A study of phospholipase in albumin and its role in inducing the acrosome reaction of guinea pig spermatozoa in vitro.

Phospholipase activity associated with guinea pig spermatozoa during capacitation and the acrosome reaction (AR) was determined by measuring the production of [14C] glycerylphosphorylcholine (GPC) from [14C] phosphatidylcholine (PTC) over a 2-hour period at the beginning and at the end of a 6-hour incubation. Spermatozoa converted 13 X more [14C] PTC to [14C] GPC during the last 2 hours of incubation than during the first 2 hours which corresponded to an increase in AR from 7% at 2 hours to 55% at 6 hours. In vitro studies also were performed to assess the role of phospholipase activity in bovine serum albumin (BSA) in inducing the AR of guinea pig spermatozoa. Spermatozoa, obtained by backflushing the cauda epididymidis, were incubated for up to 6 hours in Biggers, Whitten, and Whittinghams' (BWW) medium alone or containing various additives. These additives were: 0.1% BSA, phospholipase A2, p-bromophenacyl bromide, DMSO, 0.1% BSA plus p-bromophenacyl bromide, or 0.1% BSA plus DMSO. Each hour of incubation, samples were assessed for the percentage of AR sperm and sperm motility.

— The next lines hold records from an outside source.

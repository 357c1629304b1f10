//! Templates Module
//!
//! Page identifiers and the rendering seam between handlers and HTML.
//!
//! Handlers never build markup. They assemble a context (a JSON object whose
//! keys are fixed per page) and hand it to the `Renderer` stored in
//! `AppState`. The default renderer is [`HtmlRenderer`]; tests inject their
//! own implementation to inspect the context directly.
//!
//! # Context Keys
//!
//! | Page | Keys |
//! |---|---|
//! | `index` | `data`, `user_id` |
//! | `restaurant` | `data`, `search`, `rating` |
//! | `restaurant_info` | `restaurant`, `dishes`, `reviews` |
//! | `add_restaurant` | `message` |
//! | `add_review` | `data`, `message` |
//! | `add_dish` | `restaurants`, `allergens`, `message` |
//! | `dishes` | `data`, `restaurants`, `allergens` |
//! | `login`, `register` | `message` |

/// Built-in HTML renderer
pub mod html;

use axum::{
    http::header::CONTENT_TYPE,
    response::{IntoResponse, Response},
};
use serde_json::Value;
use thiserror::Error;

pub use html::HtmlRenderer;

/// Pages the application can render
#[derive(Debug, Clone, Copy, PartialEq, Eq, Hash)]
pub enum Template {
    Index,
    Restaurants,
    RestaurantInfo,
    AddRestaurant,
    AddReview,
    AddDish,
    Dishes,
    Login,
    Register,
}

impl Template {
    /// Stable template name, matching the file a file-based renderer would load
    pub fn name(self) -> &'static str {
        match self {
            Template::Index => "index",
            Template::Restaurants => "restaurant",
            Template::RestaurantInfo => "restaurant_info",
            Template::AddRestaurant => "add_restaurant",
            Template::AddReview => "add_review",
            Template::AddDish => "add_dish",
            Template::Dishes => "dishes",
            Template::Login => "login",
            Template::Register => "register",
        }
    }
}

/// Rendering failure
#[derive(Debug, Error)]
pub enum RenderError {
    #[error("Template '{template}' failed to render: {message}")]
    Template {
        template: &'static str,
        message: String,
    },
}

impl RenderError {
    pub fn template(template: &'static str, message: impl Into<String>) -> Self {
        Self::Template {
            template,
            message: message.into(),
        }
    }
}

/// Turns a page context into HTML
///
/// Implementations must be shareable across request tasks.
pub trait Renderer: Send + Sync {
    fn render(&self, template: Template, context: &Value) -> Result<String, RenderError>;
}

/// Rendered page ready to be returned from a handler
#[derive(Debug, Clone)]
pub struct Page(pub String);

impl IntoResponse for Page {
    fn into_response(self) -> Response {
        ([(CONTENT_TYPE, "text/html; charset=utf-8")], self.0).into_response()
    }
}

/// Escape text for inclusion in HTML element content or attribute values
pub fn escape_html(input: &str) -> String {
    let mut escaped = String::with_capacity(input.len());
    for c in input.chars() {
        match c {
            '&' => escaped.push_str("&amp;"),
            '<' => escaped.push_str("&lt;"),
            '>' => escaped.push_str("&gt;"),
            '"' => escaped.push_str("&quot;"),
            '\'' => escaped.push_str("&#x27;"),
            _ => escaped.push(c),
        }
    }
    escaped
}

The percentage of AR sperm after 6 hours in BWW supplemented with phospholipase A2, at the level of PTC hydrolyzing ability detected in BWW with 0.1% BSA, was similar to that of BWW and BSA. However, the percentage of AR sperm in BWW with BSA and the phospholipase inhibitor p-bromophenacyl bromide was significantly lower than that in BWW with BSA or phospholipase A2 and similar to that in BWW without BSA. Sperm motility was significantly less in incubations containing phospholipase A2, but lacking BSA. It was concluded that phospholipase activity in BSA may contribute to capacitation and the AR of guinea pig sperm in vitro by mimicking the action of native sperm phospholipase.